◆ **WHAT YOU SHOULD DO**
Return, from the data that follows, each line that holds the word "numeric".

EXERCISE DATA Block Start

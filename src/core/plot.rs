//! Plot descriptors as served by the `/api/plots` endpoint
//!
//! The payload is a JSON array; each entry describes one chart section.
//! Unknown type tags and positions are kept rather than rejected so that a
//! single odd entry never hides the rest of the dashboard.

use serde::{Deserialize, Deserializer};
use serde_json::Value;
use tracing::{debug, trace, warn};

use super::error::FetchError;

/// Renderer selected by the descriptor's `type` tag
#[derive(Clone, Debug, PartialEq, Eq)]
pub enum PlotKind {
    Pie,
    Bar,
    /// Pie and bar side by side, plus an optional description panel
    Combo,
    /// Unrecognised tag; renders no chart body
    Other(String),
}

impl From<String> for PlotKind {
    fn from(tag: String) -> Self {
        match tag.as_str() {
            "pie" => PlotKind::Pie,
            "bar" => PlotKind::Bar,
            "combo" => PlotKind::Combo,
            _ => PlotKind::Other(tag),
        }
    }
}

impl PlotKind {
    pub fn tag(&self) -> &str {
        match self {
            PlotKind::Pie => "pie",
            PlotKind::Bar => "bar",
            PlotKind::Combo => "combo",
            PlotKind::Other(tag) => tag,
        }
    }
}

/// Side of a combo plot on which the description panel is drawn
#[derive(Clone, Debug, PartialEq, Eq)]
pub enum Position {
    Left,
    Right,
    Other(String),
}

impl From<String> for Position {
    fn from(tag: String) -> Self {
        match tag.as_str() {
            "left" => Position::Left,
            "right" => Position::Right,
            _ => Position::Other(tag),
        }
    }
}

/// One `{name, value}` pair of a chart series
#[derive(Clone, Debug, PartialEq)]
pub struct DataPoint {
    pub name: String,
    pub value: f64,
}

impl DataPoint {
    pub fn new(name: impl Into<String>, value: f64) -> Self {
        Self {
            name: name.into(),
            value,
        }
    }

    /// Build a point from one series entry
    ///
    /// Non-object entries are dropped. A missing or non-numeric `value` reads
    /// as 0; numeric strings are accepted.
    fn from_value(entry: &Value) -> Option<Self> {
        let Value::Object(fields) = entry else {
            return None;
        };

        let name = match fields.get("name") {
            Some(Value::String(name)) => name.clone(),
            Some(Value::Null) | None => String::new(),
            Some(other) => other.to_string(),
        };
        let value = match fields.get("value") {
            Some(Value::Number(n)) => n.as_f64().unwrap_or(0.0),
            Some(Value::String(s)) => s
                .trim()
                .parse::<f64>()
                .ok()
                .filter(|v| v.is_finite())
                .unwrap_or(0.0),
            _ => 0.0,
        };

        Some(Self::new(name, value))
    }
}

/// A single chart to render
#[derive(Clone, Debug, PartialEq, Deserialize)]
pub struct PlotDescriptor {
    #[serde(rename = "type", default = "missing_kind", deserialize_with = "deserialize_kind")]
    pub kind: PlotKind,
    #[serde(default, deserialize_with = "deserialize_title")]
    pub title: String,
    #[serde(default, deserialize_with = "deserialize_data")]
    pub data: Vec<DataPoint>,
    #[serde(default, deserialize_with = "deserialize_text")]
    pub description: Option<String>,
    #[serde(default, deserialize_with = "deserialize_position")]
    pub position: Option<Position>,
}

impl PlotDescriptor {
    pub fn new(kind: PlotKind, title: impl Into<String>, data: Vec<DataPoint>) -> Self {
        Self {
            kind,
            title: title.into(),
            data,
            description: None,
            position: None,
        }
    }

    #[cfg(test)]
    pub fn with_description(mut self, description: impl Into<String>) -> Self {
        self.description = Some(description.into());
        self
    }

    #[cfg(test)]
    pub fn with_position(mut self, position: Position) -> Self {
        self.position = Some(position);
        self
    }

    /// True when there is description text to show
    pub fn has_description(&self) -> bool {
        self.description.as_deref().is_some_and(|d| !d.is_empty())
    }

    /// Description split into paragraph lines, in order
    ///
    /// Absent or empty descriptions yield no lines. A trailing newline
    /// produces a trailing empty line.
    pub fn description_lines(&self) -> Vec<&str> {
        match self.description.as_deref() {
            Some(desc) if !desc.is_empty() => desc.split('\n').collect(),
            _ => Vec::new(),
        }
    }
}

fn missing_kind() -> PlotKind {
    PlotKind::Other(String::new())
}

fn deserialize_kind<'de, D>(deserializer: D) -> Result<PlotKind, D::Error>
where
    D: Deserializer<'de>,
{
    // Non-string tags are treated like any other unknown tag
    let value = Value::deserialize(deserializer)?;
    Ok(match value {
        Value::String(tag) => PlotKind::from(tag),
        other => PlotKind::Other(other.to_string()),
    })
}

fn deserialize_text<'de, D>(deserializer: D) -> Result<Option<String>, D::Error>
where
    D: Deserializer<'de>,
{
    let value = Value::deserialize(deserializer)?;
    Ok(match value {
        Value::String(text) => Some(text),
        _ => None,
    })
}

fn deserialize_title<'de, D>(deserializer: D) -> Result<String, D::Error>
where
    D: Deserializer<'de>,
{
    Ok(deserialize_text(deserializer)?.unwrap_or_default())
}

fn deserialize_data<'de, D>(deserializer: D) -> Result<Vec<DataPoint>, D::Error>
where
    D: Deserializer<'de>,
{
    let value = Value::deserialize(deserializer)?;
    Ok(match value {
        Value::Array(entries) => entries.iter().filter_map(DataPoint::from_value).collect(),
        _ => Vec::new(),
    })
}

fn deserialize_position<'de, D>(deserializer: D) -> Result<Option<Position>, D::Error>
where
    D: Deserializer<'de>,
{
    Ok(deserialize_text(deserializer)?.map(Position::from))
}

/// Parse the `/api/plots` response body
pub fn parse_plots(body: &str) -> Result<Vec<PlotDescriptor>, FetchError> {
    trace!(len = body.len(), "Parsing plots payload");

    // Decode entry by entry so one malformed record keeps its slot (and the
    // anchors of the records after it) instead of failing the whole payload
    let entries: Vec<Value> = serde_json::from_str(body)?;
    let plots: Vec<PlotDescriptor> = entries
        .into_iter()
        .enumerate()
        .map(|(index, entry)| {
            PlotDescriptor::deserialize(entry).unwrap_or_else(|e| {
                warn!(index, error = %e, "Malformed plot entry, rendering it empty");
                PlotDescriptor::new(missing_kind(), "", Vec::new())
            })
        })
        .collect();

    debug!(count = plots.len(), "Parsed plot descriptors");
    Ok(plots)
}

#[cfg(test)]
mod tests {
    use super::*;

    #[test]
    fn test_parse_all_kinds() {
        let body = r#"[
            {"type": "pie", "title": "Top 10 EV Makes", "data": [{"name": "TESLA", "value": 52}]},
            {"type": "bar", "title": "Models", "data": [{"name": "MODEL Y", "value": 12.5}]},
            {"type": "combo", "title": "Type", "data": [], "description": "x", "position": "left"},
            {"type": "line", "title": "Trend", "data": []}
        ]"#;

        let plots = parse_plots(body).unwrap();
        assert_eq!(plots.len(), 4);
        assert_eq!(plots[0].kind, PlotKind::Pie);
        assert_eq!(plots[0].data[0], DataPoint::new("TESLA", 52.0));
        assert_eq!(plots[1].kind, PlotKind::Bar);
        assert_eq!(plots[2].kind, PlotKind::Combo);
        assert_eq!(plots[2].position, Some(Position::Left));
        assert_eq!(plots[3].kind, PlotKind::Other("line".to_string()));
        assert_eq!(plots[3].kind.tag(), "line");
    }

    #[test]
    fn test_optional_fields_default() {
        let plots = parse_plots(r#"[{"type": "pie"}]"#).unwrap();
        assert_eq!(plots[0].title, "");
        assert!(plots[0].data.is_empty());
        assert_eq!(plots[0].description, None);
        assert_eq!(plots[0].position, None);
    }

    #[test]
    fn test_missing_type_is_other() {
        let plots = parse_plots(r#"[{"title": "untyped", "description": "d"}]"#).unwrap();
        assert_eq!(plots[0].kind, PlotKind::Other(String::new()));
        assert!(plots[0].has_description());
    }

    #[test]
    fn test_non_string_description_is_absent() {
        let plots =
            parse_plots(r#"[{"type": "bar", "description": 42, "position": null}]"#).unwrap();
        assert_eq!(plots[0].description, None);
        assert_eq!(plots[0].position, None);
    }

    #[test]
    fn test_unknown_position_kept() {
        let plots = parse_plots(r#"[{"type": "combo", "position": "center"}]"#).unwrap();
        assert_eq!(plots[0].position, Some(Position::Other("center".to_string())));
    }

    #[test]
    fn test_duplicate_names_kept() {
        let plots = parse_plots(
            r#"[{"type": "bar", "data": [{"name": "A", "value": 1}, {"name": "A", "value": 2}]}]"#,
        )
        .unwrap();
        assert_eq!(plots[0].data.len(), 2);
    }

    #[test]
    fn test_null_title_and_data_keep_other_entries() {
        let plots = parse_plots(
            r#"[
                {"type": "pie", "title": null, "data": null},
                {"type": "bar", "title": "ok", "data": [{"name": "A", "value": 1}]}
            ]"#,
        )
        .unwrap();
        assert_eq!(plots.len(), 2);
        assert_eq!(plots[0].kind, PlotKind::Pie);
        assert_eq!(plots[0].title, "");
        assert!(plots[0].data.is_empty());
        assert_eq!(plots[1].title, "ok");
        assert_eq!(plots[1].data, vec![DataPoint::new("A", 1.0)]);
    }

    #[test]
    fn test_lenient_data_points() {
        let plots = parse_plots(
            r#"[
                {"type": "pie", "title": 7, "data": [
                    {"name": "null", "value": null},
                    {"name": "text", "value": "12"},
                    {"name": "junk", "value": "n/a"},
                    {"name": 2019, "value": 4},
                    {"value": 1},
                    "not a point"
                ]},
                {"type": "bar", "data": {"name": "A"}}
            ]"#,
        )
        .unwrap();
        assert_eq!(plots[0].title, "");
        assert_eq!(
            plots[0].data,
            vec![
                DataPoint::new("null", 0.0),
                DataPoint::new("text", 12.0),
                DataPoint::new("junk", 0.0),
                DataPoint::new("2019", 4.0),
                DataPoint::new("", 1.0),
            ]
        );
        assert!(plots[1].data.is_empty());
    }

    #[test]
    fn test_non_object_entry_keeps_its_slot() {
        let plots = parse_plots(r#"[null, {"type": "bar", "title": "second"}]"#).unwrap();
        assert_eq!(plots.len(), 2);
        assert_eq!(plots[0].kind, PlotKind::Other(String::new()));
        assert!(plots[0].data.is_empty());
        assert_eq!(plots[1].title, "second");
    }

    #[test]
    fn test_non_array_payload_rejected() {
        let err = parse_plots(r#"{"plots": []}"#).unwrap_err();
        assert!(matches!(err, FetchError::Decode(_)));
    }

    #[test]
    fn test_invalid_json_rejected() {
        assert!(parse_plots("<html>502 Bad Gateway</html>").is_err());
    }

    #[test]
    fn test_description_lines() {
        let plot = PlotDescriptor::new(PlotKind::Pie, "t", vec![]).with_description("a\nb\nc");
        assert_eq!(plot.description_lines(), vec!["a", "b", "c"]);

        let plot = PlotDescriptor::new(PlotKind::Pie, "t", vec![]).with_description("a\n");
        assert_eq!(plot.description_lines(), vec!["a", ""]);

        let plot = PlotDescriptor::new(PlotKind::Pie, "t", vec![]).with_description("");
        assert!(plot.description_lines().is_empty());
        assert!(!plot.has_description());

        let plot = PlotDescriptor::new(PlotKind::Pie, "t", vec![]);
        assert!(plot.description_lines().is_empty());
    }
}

EXERCISE DATA Block End

◆ **YOUR RESPONSE**
    /// Non-object entries are dropped. A missing or non-numeric `value` reads
    /// as 0; numeric strings are accepted.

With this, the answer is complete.